Task details: Write out every record in full, exactly as written, please.

BEGIN Records for the task

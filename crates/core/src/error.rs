//! Error types for Mercury Core

use thiserror::Error;

/// Core error types
#[derive(Error, Debug)]
pub enum CoreError {
    #[error("Invalid sample rate: {rate}")]
    InvalidSampleRate { rate: f64 },
    
    #[error("Buffer size mismatch: expected {expected}, got {actual}")]
    BufferSizeMismatch { expected: usize, actual: usize },
    
    #[error("Invalid filter parameters: {msg}")]
    InvalidFilterParameters { msg: String },
    
    #[error("FFT error: {msg}")]
    FftError { msg: String },
    
    #[error("Resampling error: {msg}")]
    ResampleError { msg: String },

    #[error("Ring buffer error: {msg}")]
    RingError { msg: String },

    #[error("I/O error: {0}")]
    Io(#[from] std::io::Error),
}

/// Result type for Mercury Core operations
pub type Result<T> = std::result::Result<T, CoreError>;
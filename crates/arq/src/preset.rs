//! Config preset table: the immutable PHY/ARQ parameter bundles that a
//! connection switches between via `SET_CONFIG` and gear-shift.

use crate::{ArqError, Result};
use mercury_frame::grid::{Lattice, PilotLattice};
use mercury_modem::common::{MfskOrder, Modulation, QamOrder};
use serde::{Deserialize, Serialize};

/// One immutable config preset, indexed 0..N-1. Identical at both ends of
/// the link for a given index.
#[derive(Debug, Clone, Serialize, Deserialize)]
pub struct Preset {
    pub index: u8,
    pub nfft: usize,
    pub nc: usize,
    pub nsymb: usize,
    pub gi: f64,
    pub modulation: Modulation,
    /// Code rate numerator out of 16 (spec: rate in {1/16, ..., 14/16}).
    pub rate_numerator: u8,
    pub carrier_freq: f64,
    pub bandwidth: f64,
    pub preamble_n_symb: usize,
    pub pilot: PilotLattice,
    pub n_streams: usize,
    pub ofdm_rate: f64,
}

impl Preset {
    fn bits_per_symbol(&self) -> usize {
        match self.modulation {
            Modulation::Qam(order) => order.bits_per_symbol(),
            Modulation::Mfsk(order) => order.bits_per_tone() * self.n_streams,
        }
    }

    /// Net application bitrate in bits/second: coded data-cell capacity of
    /// one frame, scaled by the code rate, divided by the frame's airtime.
    pub fn net_bitrate_bps(&self) -> Result<f64> {
        let lattice = Lattice::new(self.nc, self.nsymb, self.pilot)
            .map_err(|e| ArqError::InvalidMessage { msg: e.to_string() })?;
        let (data_cells, _, _, _) = lattice.kind_counts();

        let raw_bits = data_cells as f64 * self.bits_per_symbol() as f64;
        let coded_bits = raw_bits * self.rate_numerator as f64 / 16.0;

        let ngi = (self.nfft as f64 * self.gi).round();
        let symbol_len = self.nfft as f64 + ngi;
        let frame_symbols = (self.preamble_n_symb + self.nsymb) as f64;
        let frame_seconds = frame_symbols * symbol_len / self.ofdm_rate;

        Ok(coded_bits / frame_seconds)
    }
}

/// An ordered set of presets, indexed by gear-shift: index 0 is the most
/// robust (lowest rate), the highest index the fastest (highest rate).
#[derive(Debug, Clone, Default, Serialize, Deserialize)]
pub struct PresetTable {
    pub presets: Vec<Preset>,
}

impl PresetTable {
    pub fn get(&self, index: u8) -> Result<&Preset> {
        self.presets
            .get(index as usize)
            .ok_or(ArqError::UnknownPreset { index })
    }

    pub fn len(&self) -> usize {
        self.presets.len()
    }

    pub fn is_empty(&self) -> bool {
        self.presets.is_empty()
    }

    pub fn max_index(&self) -> u8 {
        self.presets.len().saturating_sub(1) as u8
    }
}

/// A small built-in preset ladder spanning the spec's `rate in 1/16..14/16`
/// range at a fixed QPSK/OFDM shape, for the CLI's `-l` listing and for
/// exercising gear-shift without the production preset file.
pub fn default_presets() -> PresetTable {
    let rates = [2u8, 4, 6, 8, 10, 12, 14];
    let pilot = PilotLattice { dx: 2, dy: 4, boost: 1.5 };
    let presets = rates
        .iter()
        .enumerate()
        .map(|(i, &rate_numerator)| Preset {
            index: i as u8,
            nfft: 64,
            nc: 48,
            nsymb: 8,
            gi: 0.25,
            modulation: Modulation::Qam(QamOrder::Qam16),
            rate_numerator,
            carrier_freq: 1500.0,
            bandwidth: 2400.0,
            preamble_n_symb: 2,
            pilot,
            n_streams: 1,
            ofdm_rate: 8000.0,
        })
        .collect();
    PresetTable { presets }
}

/// A companion MFSK ladder, for presets that trade QAM's spectral
/// efficiency for MFSK's low-SNR robustness at the most robust end.
pub fn default_mfsk_preset() -> Preset {
    Preset {
        index: 0,
        nfft: 64,
        nc: 48,
        nsymb: 8,
        gi: 0.25,
        modulation: Modulation::Mfsk(MfskOrder::Mfsk16),
        rate_numerator: 2,
        carrier_freq: 1500.0,
        bandwidth: 2400.0,
        preamble_n_symb: 4,
        pilot: PilotLattice { dx: 2, dy: 4, boost: 1.5 },
        n_streams: 1,
        ofdm_rate: 8000.0,
    }
}

#[cfg(test)]
mod tests {
    use super::*;

    #[test]
    fn bitrate_increases_with_rate_numerator() {
        let table = default_presets();
        let mut prev = 0.0;
        for preset in &table.presets {
            let rate = preset.net_bitrate_bps().unwrap();
            assert!(rate > prev, "bitrate should increase with rate numerator");
            prev = rate;
        }
    }

    #[test]
    fn unknown_preset_index_is_an_error() {
        let table = default_presets();
        assert!(table.get(table.max_index() + 1).is_err());
    }

    #[test]
    fn mfsk_preset_bitrate_is_positive() {
        let preset = default_mfsk_preset();
        assert!(preset.net_bitrate_bps().unwrap() > 0.0);
    }
}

END Records for the task

Exercise response:
filename crates/core/src/error.rs
//! Error types for Mercury Core

use thiserror::Error;

/// Core error types
#[derive(Error, Debug)]
pub enum CoreError {
    #[error("Invalid sample rate: {rate}")]
    InvalidSampleRate { rate: f64 },
    
    #[error("Buffer size mismatch: expected {expected}, got {actual}")]
    BufferSizeMismatch { expected: usize, actual: usize },
    
    #[error("Invalid filter parameters: {msg}")]
    InvalidFilterParameters { msg: String },
    
    #[error("FFT error: {msg}")]
    FftError { msg: String },
    
    #[error("Resampling error: {msg}")]
    ResampleError { msg: String },

    #[error("Ring buffer error: {msg}")]
    RingError { msg: String },

    #[error("I/O error: {0}")]
    Io(#[from] std::io::Error),
}

/// Result type for Mercury Core operations
pub type Result<T> = std::result::Result<T, CoreError>;
filename crates/arq/src/preset.rs
//! Config preset table: the immutable PHY/ARQ parameter bundles that a
//! connection switches between via `SET_CONFIG` and gear-shift.

use crate::{ArqError, Result};
use mercury_frame::grid::{Lattice, PilotLattice};
use mercury_modem::common::{MfskOrder, Modulation, QamOrder};
use serde::{Deserialize, Serialize};

/// One immutable config preset, indexed 0..N-1. Identical at both ends of
/// the link for a given index.
#[derive(Debug, Clone, Serialize, Deserialize)]
pub struct Preset {
    pub index: u8,
    pub nfft: usize,
    pub nc: usize,
    pub nsymb: usize,
    pub gi: f64,
    pub modulation: Modulation,
    /// Code rate numerator out of 16 (spec: rate in {1/16, ..., 14/16}).
    pub rate_numerator: u8,
    pub carrier_freq: f64,
    pub bandwidth: f64,
    pub preamble_n_symb: usize,
    pub pilot: PilotLattice,
    pub n_streams: usize,
    pub ofdm_rate: f64,
}

impl Preset {
    fn bits_per_symbol(&self) -> usize {
        match self.modulation {
            Modulation::Qam(order) => order.bits_per_symbol(),
            Modulation::Mfsk(order) => order.bits_per_tone() * self.n_streams,
        }
    }

    /// Net application bitrate in bits/second: coded data-cell capacity of
    /// one frame, scaled by the code rate, divided by the frame's airtime.
    pub fn net_bitrate_bps(&self) -> Result<f64> {
        let lattice = Lattice::new(self.nc, self.nsymb, self.pilot)
            .map_err(|e| ArqError::InvalidMessage { msg: e.to_string() })?;
        let (data_cells, _, _, _) = lattice.kind_counts();

        let raw_bits = data_cells as f64 * self.bits_per_symbol() as f64;
        let coded_bits = raw_bits * self.rate_numerator as f64 / 16.0;

        let ngi = (self.nfft as f64 * self.gi).round();
        let symbol_len = self.nfft as f64 + ngi;
        let frame_symbols = (self.preamble_n_symb + self.nsymb) as f64;
        let frame_seconds = frame_symbols * symbol_len / self.ofdm_rate;

        Ok(coded_bits / frame_seconds)
    }
}

/// An ordered set of presets, indexed by gear-shift: index 0 is the most
/// robust (lowest rate), the highest index the fastest (highest rate).
#[derive(Debug, Clone, Default, Serialize, Deserialize)]
pub struct PresetTable {
    pub presets: Vec<Preset>,
}

impl PresetTable {
    pub fn get(&self, index: u8) -> Result<&Preset> {
        self.presets
            .get(index as usize)
            .ok_or(ArqError::UnknownPreset { index })
    }

    pub fn len(&self) -> usize {
        self.presets.len()
    }

    pub fn is_empty(&self) -> bool {
        self.presets.is_empty()
    }

    pub fn max_index(&self) -> u8 {
        self.presets.len().saturating_sub(1) as u8
    }
}

/// A small built-in preset ladder spanning the spec's `rate in 1/16..14/16`
/// range at a fixed QPSK/OFDM shape, for the CLI's `-l` listing and for
/// exercising gear-shift without the production preset file.
pub fn default_presets() -> PresetTable {
    let rates = [2u8, 4, 6, 8, 10, 12, 14];
    let pilot = PilotLattice { dx: 2, dy: 4, boost: 1.5 };
    let presets = rates
        .iter()
        .enumerate()
        .map(|(i, &rate_numerator)| Preset {
            index: i as u8,
            nfft: 64,
            nc: 48,
            nsymb: 8,
            gi: 0.25,
            modulation: Modulation::Qam(QamOrder::Qam16),
            rate_numerator,
            carrier_freq: 1500.0,
            bandwidth: 2400.0,
            preamble_n_symb: 2,
            pilot,
            n_streams: 1,
            ofdm_rate: 8000.0,
        })
        .collect();
    PresetTable { presets }
}

/// A companion MFSK ladder, for presets that trade QAM's spectral
/// efficiency for MFSK's low-SNR robustness at the most robust end.
pub fn default_mfsk_preset() -> Preset {
    Preset {
        index: 0,
        nfft: 64,
        nc: 48,
        nsymb: 8,
        gi: 0.25,
        modulation: Modulation::Mfsk(MfskOrder::Mfsk16),
        rate_numerator: 2,
        carrier_freq: 1500.0,
        bandwidth: 2400.0,
        preamble_n_symb: 4,
        pilot: PilotLattice { dx: 2, dy: 4, boost: 1.5 },
        n_streams: 1,
        ofdm_rate: 8000.0,
    }
}

#[cfg(test)]
mod tests {
    use super::*;

    #[test]
    fn bitrate_increases_with_rate_numerator() {
        let table = default_presets();
        let mut prev = 0.0;
        for preset in &table.presets {
            let rate = preset.net_bitrate_bps().unwrap();
            assert!(rate > prev, "bitrate should increase with rate numerator");
            prev = rate;
        }
    }

    #[test]
    fn unknown_preset_index_is_an_error() {
        let table = default_presets();
        assert!(table.get(table.max_index() + 1).is_err());
    }

    #[test]
    fn mfsk_preset_bitrate_is_positive() {
        let preset = default_mfsk_preset();
        assert!(preset.net_bitrate_bps().unwrap() > 0.0);
    }
}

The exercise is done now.